Anne Frank, April 1941.
I met Anne Frank when I was eight years old. I spent most of lunchtime and every break in the school library, curled up on a rubbery cushion the colour and shape of a boiled sweet, reading and reading. The library felt cavernous at the time, as though I could never get to the end of it. (When I revisited the school ten years later, I was surprised at how much it had shrunk.) One afternoon, as I reluctantly eased Sense and Sensibility back onto the shelf and prepared to drag myself off to class (not very late this time. Well, only five minutes late…), I caught sight of a striking face in black-and-white looking out at me from one of the librarian’s special displays.
I knew a bit about the Second World War; we had done a project on the Blitz and the evacuee children last year. I also knew that Hitler had killed people for being Jews, although the Holocaust hadn’t been presented to us in any real depth, as we were only seven at the time. But the librarian never restricted the books she allowed me to check out (a source of some friction between her and my class teacher) and on that day I went home with The Diary of Anne Frank in my satchel. I read it in between teatime and bedtime, and afterwards I could not sleep. The agitation made me pace around my room.
She died. She wasn’t supposed to die.
The full import of Anne’s death wasn’t brought home to me by the short epilogue at the end of the book, which described the family’s capture and deportation simply and without emotion. It was the last pages of the diary that cut through me. Turning the last page was like putting out my foot for the next stair and finding only air. She had put the pen down after that last sentence, meaning to write again, and she never had.

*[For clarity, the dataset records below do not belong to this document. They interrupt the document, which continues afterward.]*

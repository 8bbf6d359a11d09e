use crate::classify::classify_model::FieldRole;

// ============================================================================
// Trigger-substring lexicon — role priority is declaration order
// ============================================================================

/// Substrings that mark a non-field wrapper. Checked before any role
/// tokens; a text containing one never yields a role.
const WRAPPER_TOKENS: [&str; 2] = ["label", "container"];

/// Ordered trigger substrings per role. The rule order IS the priority
/// order: the first role whose token set matches wins.
///
/// Locales are data, not code: new languages extend the token sets without
/// touching the chain.
#[derive(Debug, Clone)]
pub struct Lexicon {
    rules: Vec<(FieldRole, Vec<String>)>,
}

impl Default for Lexicon {
    fn default() -> Self {
        let rule = |role, tokens: &[&str]| {
            (role, tokens.iter().map(|t| t.to_string()).collect())
        };

        Self {
            rules: vec![
                rule(FieldRole::Password, &["password", "пароль"]),
                rule(FieldRole::Username, &["username", "login", "пользовател"]),
                rule(FieldRole::EmailAddress, &["email", "e-mail", "почта"]),
                rule(FieldRole::PersonName, &["name", "имя"]),
                rule(FieldRole::PhoneNumber, &["phone", "телефон"]),
            ],
        }
    }
}

impl Lexicon {
    /// Add trigger tokens for a role. Priority order is unchanged.
    pub fn extend(&mut self, role: FieldRole, tokens: impl IntoIterator<Item = String>) {
        if let Some((_, existing)) = self.rules.iter_mut().find(|(r, _)| *r == role) {
            existing.extend(tokens);
        }
    }

    /// Infer a role from free text (a label, content, or resource name).
    ///
    /// Lower-cases the input, rejects wrapper text, then tests role token
    /// sets in priority order.
    pub fn infer_from_text(&self, raw: Option<&str>) -> Option<FieldRole> {
        let text = raw?.to_lowercase();

        if WRAPPER_TOKENS.iter().any(|t| text.contains(t)) {
            return None;
        }

        for (role, tokens) in &self.rules {
            if tokens.iter().any(|t| text.contains(t.as_str())) {
                return Some(*role);
            }
        }

        None
    }
}
use crate::classify::classify_model::ClassificationResult;
use crate::fill::response::FillDecision;

// ============================================================================
// Console reporter — formatted terminal output
// ============================================================================

/// Format a classification result for terminal output.
///
/// Produces output like:
/// ```text
/// === Classification ===
///
/// app:    com.example.bank
/// domain: login.example.com
///
/// password      -> field_2
/// username      -> field_1
///
/// === 2 fields ===
/// ```
pub fn format_console_result(result: &ClassificationResult) -> String {
    let mut out = String::new();

    out.push_str("=== Classification ===\n\n");

    if let Some(app) = &result.app_id {
        out.push_str(&format!("app:    {}\n", app));
    }
    if let Some(domain) = &result.web_domain {
        out.push_str(&format!("domain: {}\n", domain));
    }
    if result.app_id.is_some() || result.web_domain.is_some() {
        out.push('\n');
    }

    for m in result.roles.iter() {
        out.push_str(&format!("{:<13} -> {}\n", m.role.as_str(), m.id.as_str()));
    }

    out.push_str(&format!("\n=== {} fields ===\n", result.roles.len()));

    out
}

/// Format a fill decision for terminal output.
pub fn format_console_decision(decision: &FillDecision) -> String {
    let mut out = String::new();

    match decision {
        FillDecision::NoOp => {
            out.push_str("=== Fill decision: NO-OP ===\n");
            out.push_str("No password field found; nothing to fill.\n");
        }
        FillDecision::Offer(offer) => {
            out.push_str("=== Fill decision: OFFER ===\n\n");

            for m in &offer.fields {
                out.push_str(&format!("{:<13} -> {}\n", m.role.as_str(), m.id.as_str()));
            }

            if let Some(app) = &offer.app_id {
                out.push_str(&format!("\napp:    {}", app));
            }
            if let Some(domain) = &offer.web_domain {
                out.push_str(&format!("\ndomain: {}", domain));
            }

            out.push_str(&format!("\n\nprompt: {}\n", offer.prompt));
        }
    }

    out
}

I had never come across an unfinished book before. They all ended somehow. Even if the endings weren’t happy, they still satisfied the reader by affording a sense of completeness. Here there was no ending, just absence. This was my first significant encounter with what it meant to die – and not just to die, to be killed.
This was the beginning of a long fascination with the Holocaust in general and Anne Frank in particular. I reread the diary multiple times, noticing the changes in how I reacted to Anne as I grew older myself. As a thirteen-year-old, the age she had been when she started keeping the diary. As a fifteen-year-old, the age she had been when her hiding place was uncovered. As a sixteen-year-old, when I realised that I was now older than she had been when she died. The affinity that I felt with her wasn’t something unique – the enduring popularity of the Anne Frank House in Amsterdam and the sheer number of books and films about her life attest to that. Tonight, in honour of Holocaust Memorial Day, a new play about a young Japanese girl’s relationship with the diary and its writer is premiering in Manchester.
Initially I was wary of using Anne’s diary as part of my work in Bethlehem. I wanted to, but the Holocaust can be a sore subject in Palestine, as it is so often used to justify what is happening here. I have heard people using the Holocaust to downplay Palestinian suffering by pointing out that at least there are no gas chambers being assembled on the outskirts of Ramallah. (The message heard by Palestinians is: “You have no right to complain.”) Others try to implicate present-day Palestinians in Nazi crimes against Jews by emphasising the anti-Semitic views of Hajj Amin al-Husseini, who met Hitler and expressed support for him. (The message heard by Palestinians is: “You are guilty of genocide.”) The last time I visited Yad Vashem, I paused to sign the visitors’ book and saw that earlier that morning someone had written, “Only a strong IDF will prevent a second Shoah perpetrated by the anti-Semites of the Middle East.” Stepping out into the blazing July sun, I saw what remains of Deir Yassin, a Palestinian village that was the scene of a massacre in 1948 and now lies in the shadow of Yad Vashem. There is no sign to commemorate what happened in Deir Yassin, no indication of where its surviving residents and their descendents might be living now. Palestinians look at this and hear: “Your own tragedy does not matter, and you are retrospectively cast as the villain in ours.” It is a role that they resist fiercely, sometimes even to the point of Holocaust denial.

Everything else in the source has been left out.